Several conditions can trigger vertigo, the most common being an inner ear canal imbalance that causes benign paroxysmal positional vertigo. Other causes of vertigo include Meniere's disease and several conditions related to the central nervous system, according to MedlinePlus.
Benign paroxysmal positional vertigo occurs when a piece of calcium breaks off and enters the fluid in the ear canal. When that fluid is disrupted, the brain is not able to interpret the signals it receives from the ear canal necessary for proper balance, says MedlinePlus.
Meniere's disease can also trigger vertigo, explains MedlinePlus. Meniere's disease is indicated by the presence of too much fluid in the ear canal. The excess fluid hinders the brain's ability to balance the body properly. Bouts of vertigo attributable to Meniere's disease can last up to several hours and result in tinnitus and hearing loss, notes Mayo Clinic.
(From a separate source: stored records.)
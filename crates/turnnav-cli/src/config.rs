//! Configuration file management for turnnav.
//!
//! Provides a TOML-based config file at `~/.config/turnnav/config.toml` and a
//! resolution chain: CLI flag > env var > config file > default.

use std::path::PathBuf;

use anyhow::{Context, Result};
use serde::{Deserialize, Serialize};

use turnnav_db::DbConfig;

/// Model requested from the completions endpoint when none is configured.
pub const DEFAULT_COMPLETIONS_MODEL: &str = "gpt-4o-mini";

// -----------------------------------------------------------------------
// Config file types
// -----------------------------------------------------------------------

#[derive(Debug, Serialize, Deserialize)]
pub struct ConfigFile {
    pub database: DatabaseSection,
    #[serde(default)]
    pub completions: Option<CompletionsSection>,
    #[serde(default)]
    pub retrieval: Option<RetrievalSection>,
}

#[derive(Debug, Clone, Serialize, Deserialize)]
pub struct DatabaseSection {
    pub url: String,
}

#[derive(Debug, Clone, Serialize, Deserialize)]
pub struct CompletionsSection {
    /// Full URL of an OpenAI-compatible chat completions endpoint.
    pub url: String,
    #[serde(default)]
    pub api_key: Option<String>,
    #[serde(default)]
    pub model: Option<String>,
}

#[derive(Debug, Clone, Serialize, Deserialize)]
pub struct RetrievalSection {
    /// URL of the document retrieval endpoint used by the knowledge service.
    pub url: String,
}

// -----------------------------------------------------------------------
// Paths
// -----------------------------------------------------------------------

/// Return the turnnav config directory.
///
/// Always uses XDG layout: `$XDG_CONFIG_HOME/turnnav` or `~/.config/turnnav`.
/// We intentionally ignore the platform-specific `dirs::config_dir()`
/// (which returns `~/Library/Application Support` on macOS).
pub fn config_dir() -> PathBuf {
    if let Ok(xdg) = std::env::var("XDG_CONFIG_HOME") {
        return PathBuf::from(xdg).join("turnnav");
    }
    dirs::home_dir()
        .unwrap_or_else(|| PathBuf::from("."))
        .join(".config")
        .join("turnnav")
}

/// Return the path to the turnnav config file.
pub fn config_path() -> PathBuf {
    config_dir().join("config.toml")
}

// -----------------------------------------------------------------------
// Read / write
// -----------------------------------------------------------------------

/// Load and parse the config file. Returns an error if it does not exist.
pub fn load_config() -> Result<ConfigFile> {
    let path = config_path();
    let contents = std::fs::read_to_string(&path)
        .with_context(|| format!("failed to read config file at {}", path.display()))?;
    let config: ConfigFile = toml::from_str(&contents).context("failed to parse config file")?;
    Ok(config)
}

/// Serialize and write the config file, creating parent dirs as needed.
/// Sets file permissions to 0600 on Unix since the file may hold an API key.
pub fn save_config(config: &ConfigFile) -> Result<()> {
    let path = config_path();
    let dir = config_dir();
    std::fs::create_dir_all(&dir)
        .with_context(|| format!("failed to create config directory {}", dir.display()))?;

    let contents = toml::to_string_pretty(config).context("failed to serialize config")?;
    std::fs::write(&path, &contents)
        .with_context(|| format!("failed to write config file at {}", path.display()))?;

    #[cfg(unix)]
    {
        use std::os::unix::fs::PermissionsExt;
        let perms = std::fs::Permissions::from_mode(0o600);
        std::fs::set_permissions(&path, perms)
            .with_context(|| format!("failed to set permissions on {}", path.display()))?;
    }

    Ok(())
}

// -----------------------------------------------------------------------
// Resolved config
// -----------------------------------------------------------------------

/// Fully resolved configuration, ready for use.
#[derive(Debug)]
pub struct TurnnavConfig {
    pub db_config: DbConfig,
    /// Completion endpoint settings, when one is configured anywhere.
    pub completions: Option<CompletionsConfig>,
    /// Document retrieval endpoint, when one is configured anywhere.
    pub retrieval_url: Option<String>,
}

/// Resolved completion-endpoint settings.
#[derive(Debug, Clone)]
pub struct CompletionsConfig {
    pub url: String,
    pub api_key: Option<String>,
    pub model: String,
}

impl TurnnavConfig {
    /// Resolve configuration using the chain: CLI flag > env var > config file > default.
    ///
    /// - DB URL: `cli_db_url` > `TURNNAV_DATABASE_URL` env > `config_file.database.url` > `DbConfig::DEFAULT_URL`
    /// - Completions: `TURNNAV_COMPLETIONS_URL` / `_API_KEY` / `_MODEL` env > `[completions]` section > absent
    /// - Retrieval: `TURNNAV_RETRIEVAL_URL` env > `[retrieval]` section > absent
    pub fn resolve(cli_db_url: Option<&str>) -> Self {
        let file_config = load_config().ok();

        // DB URL resolution.
        let db_url = if let Some(url) = cli_db_url {
            url.to_string()
        } else if let Ok(url) = std::env::var("TURNNAV_DATABASE_URL") {
            url
        } else if let Some(ref cfg) = file_config {
            cfg.database.url.clone()
        } else {
            DbConfig::DEFAULT_URL.to_string()
        };
        let db_config = DbConfig::new(db_url);

        // Completions resolution. Each field falls back to the config file
        // independently so an env var can override just the model.
        let file_completions = file_config.as_ref().and_then(|cfg| cfg.completions.clone());
        let completions_url = if let Ok(url) = std::env::var("TURNNAV_COMPLETIONS_URL") {
            Some(url)
        } else {
            file_completions.as_ref().map(|c| c.url.clone())
        };
        let completions = completions_url.map(|url| {
            let api_key = if let Ok(key) = std::env::var("TURNNAV_COMPLETIONS_API_KEY") {
                Some(key)
            } else {
                file_completions.as_ref().and_then(|c| c.api_key.clone())
            };
            let model = if let Ok(model) = std::env::var("TURNNAV_COMPLETIONS_MODEL") {
                model
            } else if let Some(model) = file_completions.as_ref().and_then(|c| c.model.clone()) {
                model
            } else {
                DEFAULT_COMPLETIONS_MODEL.to_string()
            };
            CompletionsConfig { url, api_key, model }
        });

        // Retrieval resolution.
        let retrieval_url = if let Ok(url) = std::env::var("TURNNAV_RETRIEVAL_URL") {
            Some(url)
        } else {
            file_config
                .as_ref()
                .and_then(|cfg| cfg.retrieval.as_ref().map(|r| r.url.clone()))
        };

        Self {
            db_config,
            completions,
            retrieval_url,
        }
    }
}

// -----------------------------------------------------------------------
// Tests
// -----------------------------------------------------------------------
Conditions of the central nervous system such as multiple sclerosis, tumors and strokes can also trigger vertigo, according to MedlinePlus. Vertigo associated with the central nervous system, also referred to as central vertigo, may be caused by blood vessel disease, migraines or a reaction to drugs such as anticonvulsants and alcohol. The conditions resulting from central vertigo are due to a problem in the brain.